Allen, the UTSI consultant, said experienced controllers can recognize the warning signs even before the system sounds an alarm. But because they’re usually busy making sure batches of oil are delivered to the right destinations, they’re not necessarily looking at the hydraulic data used for leak detection.
No System is Perfect
The industry spends millions of dollars a year trying to improve remote leak detection, but Kuprewicz said there are limits to what can be done.

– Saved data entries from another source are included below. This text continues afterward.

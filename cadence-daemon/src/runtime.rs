use std::fs;
use std::io::ErrorKind;
use std::os::unix::net::UnixStream as StdUnixStream;
use std::path::{Path, PathBuf};
use std::sync::Arc;
use std::time::Duration;

use chrono::{DateTime, Utc};
use serde_json::{json, Value};
use tokio::io::{AsyncBufReadExt, AsyncWriteExt, BufReader};
use tokio::net::unix::OwnedWriteHalf;
use tokio::net::{UnixListener, UnixStream};
use tokio::sync::broadcast;

use cadence_core::{Config, Orchestrator, SnapshotHandle, StatusTracker};
use cadence_marathon::MarathonClient;
use cadence_sync::Reconciler;

use crate::error::{io_err, DaemonError};
use crate::protocol::{ControlCommand, ControlReply, SyncAck};
use crate::scheduler::{scheduler_task, SchedulerState};
use crate::trigger::{trigger_channel, Enqueued, TriggerSender, TriggerSource};
use crate::watcher::event_watcher_task;

/// Runtime knobs, resolved from [`Config`].
#[derive(Debug, Clone)]
pub struct RuntimeOptions {
    pub socket: PathBuf,
    pub tick_interval: Duration,
    pub queue_capacity: usize,
    pub reconnect_delay: Duration,
    /// Reported in status only.
    pub endpoint: String,
    /// Run one cycle before the first tick.
    pub initial_cycle: bool,
}

impl RuntimeOptions {
    pub fn from_config(config: &Config, home: &Path) -> Self {
        Self {
            socket: config.socket_path_at(home),
            tick_interval: config.scheduler.tick_interval(),
            queue_capacity: config.scheduler.queue_capacity,
            reconnect_delay: config.scheduler.reconnect_delay(),
            endpoint: config.marathon.endpoint.clone(),
            initial_cycle: true,
        }
    }
}

/// Read-only view handed to socket clients.
#[derive(Debug, Clone)]
struct DaemonState {
    status: StatusTracker,
    snapshot: SnapshotHandle,
    scheduler: SchedulerState,
    started_at: DateTime<Utc>,
    endpoint: String,
    output: PathBuf,
}

/// Start the daemon runtime and block the current thread until it exits.
pub fn start_blocking(config: Config, home: &Path) -> Result<(), DaemonError> {
    init_tracing();
    let runtime = tokio::runtime::Builder::new_multi_thread()
        .enable_all()
        .build()
        .map_err(|e| io_err("tokio-runtime", e))?;
    runtime.block_on(run(config, home.to_path_buf()))
}

/// Run the daemon against the configured Marathon endpoint.
pub async fn run(config: Config, home: PathBuf) -> Result<(), DaemonError> {
    let orchestrator: Arc<dyn Orchestrator> = Arc::new(MarathonClient::new(&config.marathon)?);
    let reconciler = Arc::new(Reconciler::from_config(&config, orchestrator.clone())?);
    let options = RuntimeOptions::from_config(&config, &home);
    let (shutdown_tx, _) = broadcast::channel::<()>(16);
    run_with(orchestrator, reconciler, options, shutdown_tx).await
}

/// Run watcher, scheduler, socket server and signal handler until one of
/// them ends or shutdown is broadcast.
pub async fn run_with(
    orchestrator: Arc<dyn Orchestrator>,
    reconciler: Arc<Reconciler>,
    options: RuntimeOptions,
    shutdown_tx: broadcast::Sender<()>,
) -> Result<(), DaemonError> {
    tracing::info!(
        endpoint = %options.endpoint,
        output = %reconciler.output().display(),
        socket = %options.socket.display(),
        tick_ms = options.tick_interval.as_millis() as u64,
        "daemon starting",
    );

    let (trigger_tx, trigger_rx) = trigger_channel(options.queue_capacity);
    let scheduler_state = SchedulerState::default();
    let state = DaemonState {
        status: reconciler.status().clone(),
        snapshot: reconciler.snapshot().clone(),
        scheduler: scheduler_state.clone(),
        started_at: Utc::now(),
        endpoint: options.endpoint.clone(),
        output: reconciler.output().to_path_buf(),
    };

    // Receivers are subscribed before spawning so a task that fails on its
    // first poll cannot broadcast shutdown ahead of a sibling's subscription.
    let watcher_handle = {
        let shutdown = shutdown_tx.clone();
        let shutdown_rx = shutdown_tx.subscribe();
        let triggers = trigger_tx.clone();
        let reconnect_delay = options.reconnect_delay;
        tokio::spawn(async move {
            let result =
                event_watcher_task(orchestrator, triggers, reconnect_delay, shutdown_rx).await;
            let _ = shutdown.send(());
            result
        })
    };

    let scheduler_handle = {
        let shutdown = shutdown_tx.clone();
        let shutdown_rx = shutdown_tx.subscribe();
        let tick_interval = options.tick_interval;
        let initial_cycle = options.initial_cycle;
        tokio::spawn(async move {
            let result = scheduler_task(
                reconciler,
                trigger_rx,
                tick_interval,
                initial_cycle,
                scheduler_state,
                shutdown_rx,
            )
            .await;
            let _ = shutdown.send(());
            result
        })
    };

    let socket_handle = {
        let shutdown = shutdown_tx.clone();
        let shutdown_rx = shutdown_tx.subscribe();
        let socket = options.socket.clone();
        tokio::spawn(async move {
            let result = socket_server_task(
                socket,
                state,
                trigger_tx,
                shutdown.clone(),
                shutdown_rx,
            )
            .await;
            let _ = shutdown.send(());
            result
        })
    };

    let signal_handle = {
        let shutdown = shutdown_tx.clone();
        let mut shutdown_rx = shutdown_tx.subscribe();
        tokio::spawn(async move {
            tokio::select! {
                _ = shutdown_rx.recv() => Ok(()),
                signal = tokio::signal::ctrl_c() => {
                    match signal {
                        Ok(()) => {
                            tracing::info!("received ctrl-c, shutting down daemon");
                            let _ = shutdown.send(());
                            Ok(())
                        }
                        Err(err) => Err(DaemonError::Signal(err)),
                    }
                }
            }
        })
    };

    let (watcher_result, scheduler_result, socket_result, signal_result) =
        tokio::join!(watcher_handle, scheduler_handle, socket_handle, signal_handle);

    handle_join("event_watcher", watcher_result)?;
    handle_join("scheduler", scheduler_result)?;
    handle_join("socket_server", socket_result)?;
    handle_join("signal_handler", signal_result)?;
    tracing::info!("daemon stopped");
    Ok(())
}

async fn socket_server_task(
    socket: PathBuf,
    state: DaemonState,
    triggers: TriggerSender,
    shutdown_tx: broadcast::Sender<()>,
    mut shutdown_rx: broadcast::Receiver<()>,
) -> Result<(), DaemonError> {
    if let Some(parent) = socket.parent() {
        if !parent.exists() {
            fs::create_dir_all(parent).map_err(|e| io_err(parent, e))?;
        }
    }
    prepare_socket_for_bind(&socket)?;

    let listener = UnixListener::bind(&socket).map_err(|e| io_err(&socket, e))?;
    set_socket_permissions(&socket)?;

    loop {
        tokio::select! {
            _ = shutdown_rx.recv() => break,
            accepted = listener.accept() => {
                let (stream, _) = accepted.map_err(|e| io_err(&socket, e))?;
                let state = state.clone();
                let triggers = triggers.clone();
                let shutdown_tx = shutdown_tx.clone();
                tokio::spawn(async move {
                    if let Err(err) = handle_socket_client(stream, state, triggers, shutdown_tx).await {
                        tracing::error!(error = %err, "socket client error");
                    }
                });
            }
        }
    }

    if socket.exists() {
        let _ = fs::remove_file(&socket);
    }
    Ok(())
}

async fn handle_socket_client(
    stream: UnixStream,
    state: DaemonState,
    triggers: TriggerSender,
    shutdown_tx: broadcast::Sender<()>,
) -> Result<(), DaemonError> {
    let (reader, mut writer) = stream.into_split();
    let mut lines = BufReader::new(reader).lines();

    while let Some(line) = lines
        .next_line()
        .await
        .map_err(|e| io_err("daemon socket read", e))?
    {
        if line.trim().is_empty() {
            continue;
        }

        let command: ControlCommand = match serde_json::from_str(&line) {
            Ok(command) => command,
            Err(err) => {
                write_reply(&mut writer, &ControlReply::error(format!("unrecognised request: {err}")))
                    .await?;
                continue;
            }
        };
        tracing::debug!(command = command.name(), "control request");

        let reply = match command {
            ControlCommand::Status => ControlReply::ok(build_status_payload(&state)),
            ControlCommand::Sync => match triggers.trigger(TriggerSource::Socket) {
                Ok(enqueued) => ControlReply::ok(serde_json::to_value(SyncAck {
                    queued: true,
                    coalesced: enqueued == Enqueued::Coalesced,
                })?),
                Err(err) => ControlReply::error(err.to_string()),
            },
            ControlCommand::Stop => {
                let _ = shutdown_tx.send(());
                ControlReply::ok(json!({ "stopping": true }))
            }
        };

        write_reply(&mut writer, &reply).await?;
        if command == ControlCommand::Stop {
            break;
        }
    }

    Ok(())
}

fn build_status_payload(state: &DaemonState) -> Value {
    let status = state.status.current();
    let snapshot = state.snapshot.current();
    json!({
        "running": true,
        "pid": std::process::id(),
        "started_at": state.started_at,
        "uptime_secs": (Utc::now() - state.started_at).num_seconds(),
        "state": state.scheduler.label(),
        "endpoint": state.endpoint,
        "output": state.output,
        "healthy": status.is_healthy(),
        "status": status,
        "snapshot": {
            "groups": snapshot.group_count(),
            "instances": snapshot.instance_count(),
        },
    })
}

fn prepare_socket_for_bind(socket: &Path) -> Result<(), DaemonError> {
    if !socket.exists() {
        return Ok(());
    }

    match StdUnixStream::connect(socket) {
        Ok(_) => {
            return Err(DaemonError::SocketInUse { socket: socket.to_path_buf() });
        }
        Err(err) => {
            tracing::warn!(
                socket = %socket.display(),
                error = %err,
                "removing stale daemon socket before bind",
            );
        }
    }

    match fs::remove_file(socket) {
        Ok(()) => Ok(()),
        Err(err) if err.kind() == ErrorKind::NotFound => Ok(()),
        Err(err) => Err(io_err(socket, err)),
    }
}

async fn write_reply(writer: &mut OwnedWriteHalf, reply: &ControlReply) -> Result<(), DaemonError> {
    let mut frame = serde_json::to_vec(reply)?;
    frame.push(b'\n');
    writer
        .write_all(&frame)
        .await
        .map_err(|e| io_err("control socket", e))?;
    writer.flush().await.map_err(|e| io_err("control socket", e))
}

fn handle_join(
    task: &'static str,
    result: Result<Result<(), DaemonError>, tokio::task::JoinError>,
) -> Result<(), DaemonError> {
    result.unwrap_or_else(|err| {
        Err(DaemonError::Join {
            task,
            message: err.to_string(),
        })
    })
}

/// Install the fmt subscriber. `RUST_LOG` overrides the default `info`.
pub fn init_tracing() {
    use tracing_subscriber::{fmt, EnvFilter};

    let filter = EnvFilter::try_from_default_env().unwrap_or_else(|_| EnvFilter::new("info"));
    let _ = fmt().with_env_filter(filter).with_target(false).try_init();
}

#[cfg(unix)]
fn set_socket_permissions(path: &Path) -> Result<(), DaemonError> {
    use std::os::unix::fs::PermissionsExt;
    fs::set_permissions(path, fs::Permissions::from_mode(0o600)).map_err(|e| io_err(path, e))
}

#[cfg(not(unix))]
fn set_socket_permissions(_path: &Path) -> Result<(), DaemonError> {
    Ok(())
}

#[cfg(test)]
mod tests {
    use super::*;
    use cadence_core::{AppId, Instance, Snapshot, Task, WorkloadGroup};
    use std::collections::BTreeMap;
    use tempfile::TempDir;

    fn state() -> DaemonState {
        DaemonState {
            status: StatusTracker::new(),
            snapshot: SnapshotHandle::new(),
            scheduler: SchedulerState::default(),
            started_at: Utc::now(),
            endpoint: "http://marathon:8080".into(),
            output: PathBuf::from("/etc/nginx/nginx.conf"),
        }
    }

    #[test]
    fn status_payload_before_first_cycle() {
        let payload = build_status_payload(&state());
        assert_eq!(payload["running"], json!(true));
        assert_eq!(payload["state"], json!("idle"));
        assert_eq!(payload["healthy"], json!(true));
        assert_eq!(payload["status"]["last_sync"], Value::Null);
        assert_eq!(payload["snapshot"]["groups"], json!(0));
    }

    #[test]
    fn status_payload_reports_error_and_snapshot_counts() {
        let state = state();
        state.status.set_error("fetch failed: connection refused");
        let mut snapshot = Snapshot::default();
        snapshot.groups.insert(
            AppId::from("web"),
            WorkloadGroup {
                id: AppId::from("web"),
                env: BTreeMap::new(),
                labels: BTreeMap::new(),
                instances: vec![Instance::from(&Task {
                    id: "w1".into(),
                    ports: vec![31000],
                    ..Task::default()
                })],
            },
        );
        state.snapshot.replace(snapshot);

        let payload = build_status_payload(&state);
        assert_eq!(payload["healthy"], json!(false));
        assert_eq!(
            payload["status"]["last_error"],
            json!("fetch failed: connection refused")
        );
        assert_eq!(payload["snapshot"]["groups"], json!(1));
        assert_eq!(payload["snapshot"]["instances"], json!(1));
    }

    #[test]
    fn stale_socket_file_is_removed() {
        let dir = TempDir::new().expect("dir");
        let socket = dir.path().join("daemon.sock");
        fs::write(&socket, b"").expect("stale file");
        prepare_socket_for_bind(&socket).expect("prepare");
        assert!(!socket.exists());
    }
}
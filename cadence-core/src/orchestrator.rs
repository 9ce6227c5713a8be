//! The orchestrator capability consumed by the reconciliation loop.
//!
//! Implemented over HTTP by `cadence-marathon`; tests substitute in-memory
//! fakes.

use std::pin::Pin;

use async_trait::async_trait;
use futures::Stream;

use crate::error::OrchestratorError;
use crate::types::Application;

/// Marathon event types that can change which tasks are serviceable.
pub const RELEVANT_EVENT_TYPES: &[&str] = &[
    "api_post_event",
    "status_update_event",
    "health_status_changed_event",
    "instance_health_changed_event",
    "failed_health_check_event",
    "unhealthy_task_kill_event",
    "app_terminated_event",
    "deployment_success",
    "deployment_failed",
    "deployment_step_success",
];

/// A change notification. Only its type is inspected.
#[derive(Debug, Clone, PartialEq, Eq)]
pub struct ChangeEvent {
    pub event_type: String,
}

impl ChangeEvent {
    pub fn new(event_type: impl Into<String>) -> Self {
        Self {
            event_type: event_type.into(),
        }
    }

    /// Whether this event should trigger a reconciliation.
    pub fn is_relevant(&self) -> bool {
        RELEVANT_EVENT_TYPES.contains(&self.event_type.as_str())
    }
}

/// Stream of change notifications from the orchestrator.
pub type EventStream =
    Pin<Box<dyn Stream<Item = Result<ChangeEvent, OrchestratorError>> + Send + 'static>>;

/// Source of workload state.
#[async_trait]
pub trait Orchestrator: Send + Sync {
    /// List every application with its tasks embedded, in one round trip.
    async fn list_applications(&self) -> Result<Vec<Application>, OrchestratorError>;

    /// Open the change-event stream. The stream ends when the connection drops.
    async fn subscribe_events(&self) -> Result<EventStream, OrchestratorError>;
}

Leak detection systems work best for simple pipelines where the oil is flowing at a steady rate. But if a pipeline is shut down, or if the flow rate keeps changing—as is common with most pipelines, including the Keystone XL—detecting a leak is more difficult, because it’s hard to determine how much oil should be in the pipeline at any given time.
Operators also rely on ground and aerial patrols to detect the smaller spills. Semmens, the TransCanada spokesman, said the company will conduct ground or aerial surveys on the Keystone XL at least once every 2 weeks. An Enbridge spokesman said his company will follow a similar schedule on the new pipeline it is building in Michigan, to replace the one that ruptured in 2010.
But even visual surveys aren’t foolproof, because some spills never reach the ground surface, Kuprewicz said. That’s why the people who patrol pipeline right-of-ways are always on the lookout for dead vegetation, a possible sign of an underground leak.
Another option is to install external sensors that can detect leaks smaller than 10 gallons per day. But these sensors are expensive and are rarely used.
The bottom line, said Kuprewicz, is that there’s no perfect solution to spotting oil spills. Ideally, companies should combine the best leak detection technology with experienced operators—but even then, some leaks will go undetected.
“No one sells leak detection systems claiming they will not work,” he said. “So you want to be careful about the claims and how realistic they are.”